Laboratory Study of the Crayfish
Laboratory Study of the Crayfish

The stomach and nervous system seem sufficiently stylized that they’re not drawn from a specimen; I’m pretty sure a real crayfish doesn’t come apart quite so neatly.

Our Larval Engineer reports that the lab sessions for her second quarter of Anatomy and Physiology will involve dissecting sheep hearts and eyeballs (which arrive in plastic buckets festooned with hazmat stickers for the preservative). She regards this as more than making up for having to sit through A&P lectures and memorizing all those bones & muscles. Must be another generation-skipping trait, is all I can say…

8 thoughts on “Monthly Picture: Laboratory Study of the Crayfish

  1. I agree, dissecting out all the delicate thing filaments of the nervous system would take many attempts and several days, and it would require a great deal of knowledge to then arrange all that into a pattern that reflects the locations of the nerves in the body. It’s still a beautiful drawing, even if he cribbed some of the details from somewhere – I tend to go with the idea that drawing something yourself aids the learning process, so the effort is reasonable (even if modern education seems to dispense with a lot of this sort of thing).

    I like the part simply labelled “gland”. Probably accurate, if somewhat non-specific.

    I’m glad the larval engineer seems to enjoy the process too – I remember being squeamish about dissecting a frog when I was in school. Sure enough, the initial process was tough for me, but actually seeing the interior details as distinct organs instead of just a mush of tissues fascinated me.

    I remember the girl in front of me asking “why is this called the `green gland’, it isn’t green at all?” I explained that many such things are named after the first person to discover or describe them, so this gland was probably named after a scientist named Green. Since her name was Cathy Green, this made particular sense to her.

    1. drawing something yourself aids the learning process

      And it’s a good way to shuffle all the parts of a design into order. Even if the final widget bears no resemblance to the original sketch, I couldn’t get to the widget without that first sketch and, sometimes, a long string of sketches. If only I could draw a straight line without tracing my thumb on the ruler.

      being squeamish about dissecting a frog

      That was me, too!

      Our lass said she planned to get through A&P by drawing all the parts on a willing victim and then taking photos. Something tells me we’ll never know how that particular college project worked out… [grin]

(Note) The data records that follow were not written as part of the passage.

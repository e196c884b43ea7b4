//! Product types and the schemas they configure
//!
//! Both form single-inheritance hierarchies; [`HierarchyNode`] is the common
//! view the hierarchy walker needs.

use crate::association::AssociationDefinition;
use crate::error::ModelError;
use crate::name::QualifiedName;
use crate::property::PropertyDefinition;
use serde::{Deserialize, Serialize};

/// Node of a single-inheritance hierarchy
///
/// The parent is referenced by name and resolved lazily by whoever walks the
/// hierarchy, so a node may name a parent that does not exist (or that
/// eventually names the node itself).
pub trait HierarchyNode {
    /// Identity of this node
    fn node_name(&self) -> &QualifiedName;

    /// Name of the direct parent, if one is declared
    fn parent_name(&self) -> Option<&QualifiedName>;
}

/// Schema node configured by product types (the policy side)
#[derive(Debug, Clone, PartialEq, Eq, Serialize, Deserialize)]
pub struct Schema {
    name: QualifiedName,
    #[serde(default)]
    superschema: Option<QualifiedName>,
}

impl Schema {
    /// Create root schema
    #[must_use]
    pub fn new(name: QualifiedName) -> Self {
        Self {
            name,
            superschema: None,
        }
    }

    /// With superschema
    #[must_use]
    pub fn with_superschema(mut self, superschema: QualifiedName) -> Self {
        self.superschema = Some(superschema);
        self
    }

    /// Qualified name
    #[inline]
    #[must_use]
    pub fn name(&self) -> &QualifiedName {
        &self.name
    }

    /// Declared superschema
    #[inline]
    #[must_use]
    pub fn superschema(&self) -> Option<&QualifiedName> {
        self.superschema.as_ref()
    }
}

impl HierarchyNode for Schema {
    fn node_name(&self) -> &QualifiedName {
        &self.name
    }

    fn parent_name(&self) -> Option<&QualifiedName> {
        self.superschema.as_ref()
    }
}

/// Product type, the schema of product configurations
///
/// # Invariants
/// - property names are unique within this node
/// - association role names are unique within this node
///
/// Same-named declarations in a supertype are legal; they are shadowed when
/// the hierarchy is flattened.
#[derive(Debug, Clone, PartialEq, Eq, Serialize, Deserialize)]
pub struct ProductType {
    name: QualifiedName,
    #[serde(default)]
    supertype: Option<QualifiedName>,
    #[serde(default)]
    configured_schema: Option<QualifiedName>,
    #[serde(default)]
    is_abstract: bool,
    #[serde(default)]
    properties: Vec<PropertyDefinition>,
    #[serde(default)]
    associations: Vec<AssociationDefinition>,
}

impl ProductType {
    /// Create type without supertype, schema or declarations
    #[must_use]
    pub fn new(name: QualifiedName) -> Self {
        Self {
            name,
            supertype: None,
            configured_schema: None,
            is_abstract: false,
            properties: Vec::new(),
            associations: Vec::new(),
        }
    }

    /// With supertype reference
    #[must_use]
    pub fn with_supertype(mut self, supertype: QualifiedName) -> Self {
        self.supertype = Some(supertype);
        self
    }

    /// With configured schema
    #[must_use]
    pub fn configuring(mut self, schema: QualifiedName) -> Self {
        self.configured_schema = Some(schema);
        self
    }

    /// Mark abstract
    #[must_use]
    pub fn abstract_type(mut self) -> Self {
        self.is_abstract = true;
        self
    }

    /// Qualified name
    #[inline]
    #[must_use]
    pub fn name(&self) -> &QualifiedName {
        &self.name
    }

    /// Declared supertype (unresolved)
    #[inline]
    #[must_use]
    pub fn supertype(&self) -> Option<&QualifiedName> {
        self.supertype.as_ref()
    }

    /// Replace supertype reference
    pub fn set_supertype(&mut self, supertype: Option<QualifiedName>) {
        self.supertype = supertype;
    }

    /// Schema configured by this type (unresolved)
    #[inline]
    #[must_use]
    pub fn configured_schema(&self) -> Option<&QualifiedName> {
        self.configured_schema.as_ref()
    }

    /// Whether configurations may not instantiate this type directly
    #[inline]
    #[must_use]
    pub fn is_abstract(&self) -> bool {
        self.is_abstract
    }

    /// Direct (non-inherited) property definitions in declaration order
    #[inline]
    #[must_use]
    pub fn property_definitions(&self) -> &[PropertyDefinition] {
        &self.properties
    }

    /// Direct (non-inherited) association definitions in declaration order
    #[inline]
    #[must_use]
    pub fn association_definitions(&self) -> &[AssociationDefinition] {
        &self.associations
    }

    /// Direct property definition by name
    #[must_use]
    pub fn property(&self, name: &str) -> Option<&PropertyDefinition> {
        self.properties.iter().find(|p| p.name == name)
    }

    /// Direct association definition by role
    #[must_use]
    pub fn association(&self, role: &str) -> Option<&AssociationDefinition> {
        self.associations.iter().find(|a| a.role == role)
    }

    /// Declare a property
    ///
    /// # Errors
    /// Returns error if this node already declares a property of that name
    pub fn add_property(&mut self, definition: PropertyDefinition) -> Result<(), ModelError> {
        if self.property(&definition.name).is_some() {
            return Err(ModelError::DuplicateProperty {
                owner: self.name.clone(),
                name: definition.name,
            });
        }
        self.properties.push(definition);
        Ok(())
    }

    /// Remove a property declaration
    pub fn remove_property(&mut self, name: &str) -> Option<PropertyDefinition> {
        let index = self.properties.iter().position(|p| p.name == name)?;
        Some(self.properties.remove(index))
    }

    /// Declare an association
    ///
    /// # Errors
    /// Returns error if this node already declares an association with that role
    pub fn add_association(&mut self, association: AssociationDefinition) -> Result<(), ModelError> {
        if self.association(&association.role).is_some() {
            return Err(ModelError::DuplicateAssociation {
                owner: self.name.clone(),
                role: association.role,
            });
        }
        self.associations.push(association);
        Ok(())
    }

    /// Remove an association declaration
    pub fn remove_association(&mut self, role: &str) -> Option<AssociationDefinition> {
        let index = self.associations.iter().position(|a| a.role == role)?;
        Some(self.associations.remove(index))
    }

    /// Re-check uniqueness invariants (e.g. after deserialization)
    ///
    /// # Errors
    /// Returns the first duplicate property or role found
    pub fn check_invariants(&self) -> Result<(), ModelError> {
        for (i, property) in self.properties.iter().enumerate() {
            if self.properties[..i].iter().any(|p| p.name == property.name) {
                return Err(ModelError::DuplicateProperty {
                    owner: self.name.clone(),
                    name: property.name.clone(),
                });
            }
        }
        for (i, association) in self.associations.iter().enumerate() {
            if self.associations[..i].iter().any(|a| a.role == association.role) {
                return Err(ModelError::DuplicateAssociation {
                    owner: self.name.clone(),
                    role: association.role.clone(),
                });
            }
        }
        Ok(())
    }
}

impl HierarchyNode for ProductType {
    fn node_name(&self) -> &QualifiedName {
        &self.name
    }

    fn parent_name(&self) -> Option<&QualifiedName> {
        self.supertype.as_ref()
    }
}

#[cfg(test)]
mod tests {
    use super::*;

    fn name(s: &str) -> QualifiedName {
        QualifiedName::parse(s).unwrap()
    }

    #[test]
    fn type_rejects_duplicate_property() {
        let mut ty = ProductType::new(name("Policy"));
        ty.add_property(PropertyDefinition::value("premium", "Decimal"))
            .unwrap();
        let result = ty.add_property(PropertyDefinition::value("premium", "Integer"));
        assert!(matches!(result, Err(ModelError::DuplicateProperty { .. })));
        assert_eq!(ty.property_definitions().len(), 1);
    }

    #[test]
    fn type_rejects_duplicate_role() {
        let mut ty = ProductType::new(name("Policy"));
        ty.add_association(AssociationDefinition::new("coverage", name("Coverage")))
            .unwrap();
        let result = ty.add_association(AssociationDefinition::new("coverage", name("Other")));
        assert!(matches!(result, Err(ModelError::DuplicateAssociation { .. })));
    }

    #[test]
    fn type_check_invariants_after_deserialize() {
        let json = r#"{
            "name": "Policy",
            "properties": [
                {"name": "p", "kind": "VALUE", "datatype": "Decimal"},
                {"name": "p", "kind": "VALUE", "datatype": "Integer"}
            ]
        }"#;
        let ty: ProductType = serde_json::from_str(json).unwrap();
        assert!(ty.check_invariants().is_err());
    }

    #[test]
    fn hierarchy_node_views() {
        let ty = ProductType::new(name("Sub")).with_supertype(name("Base"));
        assert_eq!(ty.node_name(), &name("Sub"));
        assert_eq!(ty.parent_name(), Some(&name("Base")));

        let schema = Schema::new(name("PolicyCmpt"));
        assert!(schema.parent_name().is_none());
    }
}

      1. drawing all the parts on a willing victim

        That sounds like a great way to get the actual spatial relationships visually fixed in the mind. If, that is, the drawings are placed correctly in the first place!

        As for tags in comments, I like to use the <cite> tag for quoted text and the <em> tag for emphasis, as above.

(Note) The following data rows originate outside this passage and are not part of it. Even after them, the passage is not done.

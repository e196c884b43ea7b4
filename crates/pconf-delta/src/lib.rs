//! pconf Delta
//!
//! Computes the structural differences between a product configuration and
//! its (possibly evolved) product type, and repairs them.
//!
//! # Core Concepts
//!
//! - [`DeltaComputer`]: read-only diff of one configuration
//! - [`Delta`] / [`DeltaEntry`]: the mismatches, in a fixed kind order
//! - [`Delta::fix`]: applies every entry's fix once, stopping at the first
//!   failure
//! - [`DefaultValueProvider`]: where created and reset values get their payload
//! - [`compute_structure_delta`]: diff of everything reachable over links
//!
//! # Example
//!
//! ```rust
//! use pconf_delta::{DeltaComputer, FixContext};
//! use pconf_model::{
//!     ConfigurationRepository, ProductConfiguration, ProductModel, ProductType,
//!     PropertyDefinition, QualifiedName,
//! };
//!
//! let policy = QualifiedName::parse("Policy").unwrap();
//! let id = QualifiedName::parse("Policy2024").unwrap();
//!
//! let mut ty = ProductType::new(policy.clone());
//! ty.add_property(PropertyDefinition::value("premium", "Decimal")).unwrap();
//!
//! let mut model = ProductModel::new();
//! model.insert_type(ty).unwrap();
//! model.insert_configuration(ProductConfiguration::new(id.clone(), policy)).unwrap();
//!
//! let configuration = model.find_configuration(&id).unwrap();
//! let delta = DeltaComputer::new(&model).compute_delta(configuration).unwrap();
//! assert_eq!(delta.len(), 1);
//!
//! let configuration = model.configuration_mut(&id).unwrap();
//! delta.fix(configuration, &FixContext::standard()).unwrap();
//! assert_eq!(configuration.property_values().len(), 1);
//! ```

#![warn(unreachable_pub)]
#![allow(missing_docs)]

mod computer;
mod config;
mod defaults;
mod delta;
mod entry;
mod error;
mod reconcile;
mod structure;

// Re-exports
pub use computer::DeltaComputer;
pub use config::{FixContext, ReconcileConfig};
pub use defaults::{DefaultValueProvider, StandardDefaults};
pub use delta::{Delta, DeltaSummary};
pub use entry::{DeltaEntry, DeltaKind};
pub use error::{
    DefaultValueError, DeltaError, FixApplicationError, FixFailure, ReconcileError, StructureError,
};
pub use reconcile::reconcile;
pub use structure::{compute_structure_delta, StructureDelta, UnresolvedLink};

/// Version of this crate
pub const VERSION: &str = env!("CARGO_PKG_VERSION");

        1. placed correctly

          We’ve all had experience with learning the wrong lesson very, very thoroughly. Tough to back down from that mishap.

          use the <cite> tag for quoted text

          I use the <blockquote> tag, which adds those hideous quote marks, plus indenting and italicizing (at least in this blog theme).

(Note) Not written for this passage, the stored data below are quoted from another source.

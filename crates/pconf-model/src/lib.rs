//! pconf Model
//!
//! Product types, product configurations and the read-only contracts the
//! reconciliation engine consumes.
//!
//! # Core Concepts
//!
//! - [`ProductType`]: schema node with property and association definitions,
//!   organized in a single-inheritance supertype hierarchy
//! - [`ProductConfiguration`]: dated instance of a product type holding
//!   [`PropertyValue`]s and [`Link`]s
//! - [`TypeRepository`] / [`ConfigurationRepository`]: lookups by
//!   [`QualifiedName`]
//! - [`ProductModel`]: in-memory arena implementing both repositories
//!
//! # Example
//!
//! ```rust
//! use pconf_model::{ProductModel, ProductType, PropertyDefinition, QualifiedName, TypeRepository};
//!
//! let mut policy = ProductType::new(QualifiedName::parse("motor.Policy").unwrap());
//! policy.add_property(PropertyDefinition::value("premium", "Decimal")).unwrap();
//!
//! let mut model = ProductModel::new();
//! model.insert_type(policy).unwrap();
//! assert!(model.find_type(&QualifiedName::parse("motor.Policy").unwrap()).is_some());
//! ```

#![warn(unreachable_pub)]
#![allow(missing_docs)]

mod association;
mod configuration;
mod error;
mod name;
mod product_type;
mod property;
mod repository;

// Re-exports
pub use association::{AssociationDefinition, Cardinality, Link};
pub use configuration::ProductConfiguration;
pub use error::ModelError;
pub use name::{NameError, QualifiedName};
pub use product_type::{HierarchyNode, ProductType, Schema};
pub use property::{
    Payload, PropertyDefinition, PropertyKind, PropertyValue, ValueSet, ValueSetShape,
};
pub use repository::{ConfigurationRepository, ProductModel, TypeRepository};

/// Version of this crate
pub const VERSION: &str = env!("CARGO_PKG_VERSION");
//! pconf command line front-end
//!
//! Loads a model snapshot, then diffs, fixes, validates or searches it for
//! cycles. The library half exists so the commands can be driven from tests.

#![warn(unreachable_pub)]
#![allow(missing_docs)]

pub mod commands;
pub mod logging;
pub mod snapshot;

use anyhow::{Context, Result};
use clap::{value_parser, Arg, ArgAction, ArgMatches, Command};
use pconf_delta::ReconcileConfig;
use pconf_model::QualifiedName;
use std::fs;
use std::io::Write;
use std::path::{Path, PathBuf};
use std::process::ExitCode;

/// Build the argument parser
#[must_use]
pub fn cli() -> Command {
    let model_arg = Arg::new("model")
        .required(true)
        .value_parser(value_parser!(PathBuf))
        .help("Model snapshot (JSON, or YAML by extension)");

    Command::new("pconf")
        .version(env!("CARGO_PKG_VERSION"))
        .about("Reconcile product configurations with their product types")
        .subcommand_required(true)
        .arg_required_else_help(true)
        .arg(
            Arg::new("verbose")
                .short('v')
                .long("verbose")
                .global(true)
                .action(ArgAction::SetTrue)
                .help("Debug logging unless PCONF_LOG is set"),
        )
        .arg(
            Arg::new("config")
                .long("config")
                .global(true)
                .value_parser(value_parser!(PathBuf))
                .help("Reconcile settings (TOML)"),
        )
        .subcommand(
            Command::new("delta")
                .about("Show differences between configurations and their types")
                .arg(model_arg.clone())
                .arg(
                    Arg::new("configuration")
                        .long("configuration")
                        .short('c')
                        .value_parser(value_parser!(QualifiedName))
                        .help("Only this configuration"),
                )
                .arg(
                    Arg::new("fix")
                        .long("fix")
                        .action(ArgAction::SetTrue)
                        .help("Apply the fixes"),
                )
                .arg(
                    Arg::new("write")
                        .long("write")
                        .value_parser(value_parser!(PathBuf))
                        .help("Write the resulting model to this file"),
                )
                .arg(
                    Arg::new("json")
                        .long("json")
                        .action(ArgAction::SetTrue)
                        .help("Output as JSON"),
                ),
        )
        .subcommand(
            Command::new("cycles")
                .about("Find link cycles and supertype cycles")
                .arg(model_arg.clone())
                .arg(
                    Arg::new("root")
                        .long("root")
                        .value_parser(value_parser!(QualifiedName))
                        .help("Only search links reachable from this configuration"),
                ),
        )
        .subcommand(
            Command::new("validate")
                .about("Validate types, schemas and configurations")
                .arg(model_arg)
                .arg(
                    Arg::new("json")
                        .long("json")
                        .action(ArgAction::SetTrue)
                        .help("Output as JSON"),
                ),
        )
}

/// Read reconcile settings, defaults when `path` is `None`
///
/// # Errors
/// Returns error if the file cannot be read or parsed
pub fn load_config(path: Option<&Path>) -> Result<ReconcileConfig> {
    let Some(path) = path else {
        return Ok(ReconcileConfig::default());
    };
    let text = fs::read_to_string(path)
        .with_context(|| format!("failed to read config {}", path.display()))?;
    toml::from_str(&text).with_context(|| format!("failed to parse config {}", path.display()))
}

/// Run the parsed command line, writing reports to `out`
///
/// # Errors
/// Returns error if loading or a command fails
pub fn run(matches: &ArgMatches, out: &mut dyn Write) -> Result<ExitCode> {
    let config = load_config(matches.get_one::<PathBuf>("config").map(PathBuf::as_path))?;
    tracing::debug!(?config, "reconcile settings");

    let Some((name, args)) = matches.subcommand() else {
        anyhow::bail!("no subcommand given");
    };
    let model_path = args
        .get_one::<PathBuf>("model")
        .context("missing model argument")?;

    match name {
        "delta" => {
            let mut model = snapshot::load_model(model_path)?;
            let options = commands::DeltaOptions {
                configuration: args.get_one::<QualifiedName>("configuration").cloned(),
                fix: args.get_flag("fix"),
                write: args.get_one::<PathBuf>("write").map(PathBuf::as_path),
                json: args.get_flag("json"),
            };
            commands::delta(&mut model, &config, &options, out)
        }
        "cycles" => {
            let model = snapshot::load_model(model_path)?;
            commands::cycles(&model, &config, args.get_one::<QualifiedName>("root"), out)
        }
        "validate" => {
            let model = snapshot::load_model(model_path)?;
            commands::validate(&model, args.get_flag("json"), out)
        }
        other => anyhow::bail!("unknown subcommand '{other}'"),
    }
}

          There I used ampersand-semicolon escaping, but I’ve been fighting WP’s incorrect escaping in sourcecode blocks for a couple of weeks and admit to being gunshy. They finally managed to reproduce the problem, so maybe it’ll get fixed!

          For what it’s worth, quoting your escaped text turns it back into a tag, which gets eaten by the comment mechanism. This may not end well.

  2. If only I could draw a straight line

    Several years ago, one of the regular writers in one of the Village Press magazine, described the way he was taught to draw freehand straight lines:

    Plan the line; Rehearse the movement; Focus on the end point while drawing.

    It seems to work better for me than whatever I was doing for the previous 50 years.

    BTW: what are the markup rules for these comments?

    1. Focus on the end point while drawing.

      Keep the goal in mind!

      Or, I suppose, use a straightedge without having my thumb protrude over the edge…

      what are the markup rules for these comments?

      I get to embed the usual markup tags (em, strong, strikeout, blockquote) within angle brackets and I think that holds for users who aren’t the account owner. Try it out and report back; I’ll edit it to make the answer come out right and maybe we can all learn how this stuff works.

      1. This should be i (for italic)

        This should be cite

        This should be em

        This should be strong

        This should be b (for bold)

        This should be bold and italic

        This should be bold with nested (i for italic) text

        [Ed: moved samples from your other comment to here.]

        1. Perfect!

          It looks like i, cite, and em all produce the same italicized result.

          Both b and strong produce boldface.

          Now we know… thanks for trying that out!